Stored items from a collection
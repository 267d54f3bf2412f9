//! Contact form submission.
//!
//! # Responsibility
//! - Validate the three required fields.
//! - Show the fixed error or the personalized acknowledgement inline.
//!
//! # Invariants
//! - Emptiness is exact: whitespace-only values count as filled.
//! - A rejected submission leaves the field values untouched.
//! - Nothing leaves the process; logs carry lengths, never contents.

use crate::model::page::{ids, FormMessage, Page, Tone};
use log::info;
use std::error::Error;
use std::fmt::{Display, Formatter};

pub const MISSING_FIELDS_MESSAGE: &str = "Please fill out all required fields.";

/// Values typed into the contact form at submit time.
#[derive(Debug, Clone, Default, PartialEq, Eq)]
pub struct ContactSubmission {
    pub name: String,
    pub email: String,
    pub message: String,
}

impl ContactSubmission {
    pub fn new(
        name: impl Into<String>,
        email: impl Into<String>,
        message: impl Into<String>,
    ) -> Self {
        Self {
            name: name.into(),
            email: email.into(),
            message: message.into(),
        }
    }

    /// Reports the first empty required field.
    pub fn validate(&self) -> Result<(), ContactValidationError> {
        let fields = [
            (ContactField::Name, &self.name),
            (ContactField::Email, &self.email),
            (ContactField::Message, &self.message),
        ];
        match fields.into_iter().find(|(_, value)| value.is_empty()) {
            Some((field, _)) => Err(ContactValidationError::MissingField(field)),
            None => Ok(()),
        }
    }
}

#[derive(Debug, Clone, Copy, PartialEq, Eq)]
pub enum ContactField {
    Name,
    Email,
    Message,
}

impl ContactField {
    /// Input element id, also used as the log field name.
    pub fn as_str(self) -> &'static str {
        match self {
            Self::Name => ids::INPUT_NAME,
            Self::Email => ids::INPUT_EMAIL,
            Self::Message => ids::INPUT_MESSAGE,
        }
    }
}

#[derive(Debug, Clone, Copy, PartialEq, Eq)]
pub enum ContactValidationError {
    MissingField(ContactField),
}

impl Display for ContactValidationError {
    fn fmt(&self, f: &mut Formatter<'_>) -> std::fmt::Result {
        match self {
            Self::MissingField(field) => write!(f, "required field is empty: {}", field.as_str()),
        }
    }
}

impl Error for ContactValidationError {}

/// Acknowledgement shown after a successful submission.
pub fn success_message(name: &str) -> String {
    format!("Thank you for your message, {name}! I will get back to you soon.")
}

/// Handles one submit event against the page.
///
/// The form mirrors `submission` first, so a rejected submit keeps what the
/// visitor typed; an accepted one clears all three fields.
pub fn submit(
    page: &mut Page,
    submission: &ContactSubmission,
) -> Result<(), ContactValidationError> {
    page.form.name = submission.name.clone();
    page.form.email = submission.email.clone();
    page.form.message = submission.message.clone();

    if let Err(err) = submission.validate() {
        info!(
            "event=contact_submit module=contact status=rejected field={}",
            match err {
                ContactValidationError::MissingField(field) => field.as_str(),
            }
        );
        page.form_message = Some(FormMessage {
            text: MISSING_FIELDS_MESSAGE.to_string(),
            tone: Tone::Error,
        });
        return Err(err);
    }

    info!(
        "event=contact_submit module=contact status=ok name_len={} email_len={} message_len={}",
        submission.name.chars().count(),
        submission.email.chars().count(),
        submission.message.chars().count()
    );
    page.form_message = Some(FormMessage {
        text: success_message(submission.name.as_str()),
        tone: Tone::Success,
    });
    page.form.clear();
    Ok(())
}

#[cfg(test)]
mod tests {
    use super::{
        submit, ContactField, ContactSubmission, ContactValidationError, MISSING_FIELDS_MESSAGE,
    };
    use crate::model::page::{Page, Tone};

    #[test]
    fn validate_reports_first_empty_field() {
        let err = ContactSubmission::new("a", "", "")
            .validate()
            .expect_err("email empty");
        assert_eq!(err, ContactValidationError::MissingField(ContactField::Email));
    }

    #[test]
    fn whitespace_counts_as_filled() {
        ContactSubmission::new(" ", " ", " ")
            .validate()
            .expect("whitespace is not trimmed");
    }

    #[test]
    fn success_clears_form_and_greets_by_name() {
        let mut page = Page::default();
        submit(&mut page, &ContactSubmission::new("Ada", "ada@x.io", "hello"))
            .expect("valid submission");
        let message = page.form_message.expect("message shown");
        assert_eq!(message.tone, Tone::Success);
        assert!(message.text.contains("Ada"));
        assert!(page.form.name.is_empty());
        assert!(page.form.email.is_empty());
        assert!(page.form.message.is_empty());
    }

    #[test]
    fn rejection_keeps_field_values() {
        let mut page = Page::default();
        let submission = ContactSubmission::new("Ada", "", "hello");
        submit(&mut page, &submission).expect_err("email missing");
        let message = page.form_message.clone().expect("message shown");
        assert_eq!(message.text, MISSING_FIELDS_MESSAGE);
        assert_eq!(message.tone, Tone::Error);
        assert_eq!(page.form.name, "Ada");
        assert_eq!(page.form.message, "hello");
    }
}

▶ WHAT TO PRODUCE: Work out, please, how many lines above contain "status"; answer only with the number.

▶ RESULT OF THIS TASK: 2